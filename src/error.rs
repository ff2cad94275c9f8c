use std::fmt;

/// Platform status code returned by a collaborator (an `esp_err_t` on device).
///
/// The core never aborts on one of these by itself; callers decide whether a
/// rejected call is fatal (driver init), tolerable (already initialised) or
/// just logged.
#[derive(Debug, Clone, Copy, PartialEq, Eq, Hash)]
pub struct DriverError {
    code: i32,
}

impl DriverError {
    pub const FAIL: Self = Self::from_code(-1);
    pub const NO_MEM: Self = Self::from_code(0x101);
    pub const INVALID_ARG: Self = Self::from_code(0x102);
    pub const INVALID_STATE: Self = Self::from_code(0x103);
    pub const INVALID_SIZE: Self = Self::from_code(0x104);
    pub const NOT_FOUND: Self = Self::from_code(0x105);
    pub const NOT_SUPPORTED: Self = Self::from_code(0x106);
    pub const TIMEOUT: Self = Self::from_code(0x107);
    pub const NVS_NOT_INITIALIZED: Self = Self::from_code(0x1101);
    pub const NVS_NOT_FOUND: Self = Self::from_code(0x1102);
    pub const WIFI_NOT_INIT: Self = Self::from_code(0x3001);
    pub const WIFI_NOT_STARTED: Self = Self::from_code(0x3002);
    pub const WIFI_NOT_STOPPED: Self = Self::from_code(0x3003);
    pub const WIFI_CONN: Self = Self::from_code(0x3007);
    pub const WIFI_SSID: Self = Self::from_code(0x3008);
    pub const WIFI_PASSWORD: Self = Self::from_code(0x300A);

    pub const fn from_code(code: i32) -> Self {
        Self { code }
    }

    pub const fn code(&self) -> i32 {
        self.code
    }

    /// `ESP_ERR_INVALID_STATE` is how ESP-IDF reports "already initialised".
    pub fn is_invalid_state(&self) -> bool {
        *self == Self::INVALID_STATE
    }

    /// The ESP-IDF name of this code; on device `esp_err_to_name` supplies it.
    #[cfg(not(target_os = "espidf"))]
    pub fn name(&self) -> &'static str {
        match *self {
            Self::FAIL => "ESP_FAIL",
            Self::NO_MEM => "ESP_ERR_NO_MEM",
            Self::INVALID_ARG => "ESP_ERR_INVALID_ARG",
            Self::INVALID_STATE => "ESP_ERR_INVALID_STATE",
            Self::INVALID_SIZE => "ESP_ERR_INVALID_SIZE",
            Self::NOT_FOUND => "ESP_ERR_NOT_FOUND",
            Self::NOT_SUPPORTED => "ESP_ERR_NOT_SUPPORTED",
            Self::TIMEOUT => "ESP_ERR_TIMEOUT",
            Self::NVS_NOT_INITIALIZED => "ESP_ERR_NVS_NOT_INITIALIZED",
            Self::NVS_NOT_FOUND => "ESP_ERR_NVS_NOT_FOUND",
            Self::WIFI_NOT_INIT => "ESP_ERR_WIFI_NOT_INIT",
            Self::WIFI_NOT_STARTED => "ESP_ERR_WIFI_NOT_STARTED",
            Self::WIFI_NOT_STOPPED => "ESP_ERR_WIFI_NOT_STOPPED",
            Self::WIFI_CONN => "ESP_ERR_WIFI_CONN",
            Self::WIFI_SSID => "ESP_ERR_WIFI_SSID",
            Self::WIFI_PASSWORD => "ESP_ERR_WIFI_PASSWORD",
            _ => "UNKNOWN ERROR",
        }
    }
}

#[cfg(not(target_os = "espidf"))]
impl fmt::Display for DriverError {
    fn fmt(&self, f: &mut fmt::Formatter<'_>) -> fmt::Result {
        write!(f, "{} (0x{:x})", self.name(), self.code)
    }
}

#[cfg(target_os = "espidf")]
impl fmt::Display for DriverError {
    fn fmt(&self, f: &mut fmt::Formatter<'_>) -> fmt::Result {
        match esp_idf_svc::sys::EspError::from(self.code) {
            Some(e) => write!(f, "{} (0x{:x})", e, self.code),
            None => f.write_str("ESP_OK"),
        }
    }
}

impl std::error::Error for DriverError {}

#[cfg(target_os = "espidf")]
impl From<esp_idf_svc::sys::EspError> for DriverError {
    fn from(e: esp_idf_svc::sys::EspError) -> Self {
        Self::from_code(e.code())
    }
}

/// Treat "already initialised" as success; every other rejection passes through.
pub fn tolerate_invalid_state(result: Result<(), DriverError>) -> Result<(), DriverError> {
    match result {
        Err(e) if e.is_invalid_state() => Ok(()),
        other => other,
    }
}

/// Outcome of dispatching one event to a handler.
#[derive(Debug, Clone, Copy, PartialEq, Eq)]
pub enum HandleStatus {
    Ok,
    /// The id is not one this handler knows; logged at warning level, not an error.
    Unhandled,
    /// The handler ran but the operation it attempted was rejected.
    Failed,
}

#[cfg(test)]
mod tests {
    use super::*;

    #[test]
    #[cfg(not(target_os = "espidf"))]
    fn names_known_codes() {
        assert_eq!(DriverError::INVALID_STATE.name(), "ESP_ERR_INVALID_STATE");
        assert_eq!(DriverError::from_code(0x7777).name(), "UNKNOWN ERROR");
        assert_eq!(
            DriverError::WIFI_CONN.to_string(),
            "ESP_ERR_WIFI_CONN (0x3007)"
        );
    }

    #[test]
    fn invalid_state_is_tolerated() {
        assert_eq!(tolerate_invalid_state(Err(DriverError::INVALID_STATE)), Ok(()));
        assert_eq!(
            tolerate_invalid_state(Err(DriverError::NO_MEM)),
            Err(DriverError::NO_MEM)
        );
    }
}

┄┄┄┄┄┄┄┄┄┄┄┄┄┄┄┄┄┄┄┄

The problem =>
The word to look for is "TIMEOUT"; copy out every line of the entries that holds it.

Your response =>
    pub const TIMEOUT: Self = Self::from_code(0x107);
            Self::TIMEOUT => "ESP_ERR_TIMEOUT",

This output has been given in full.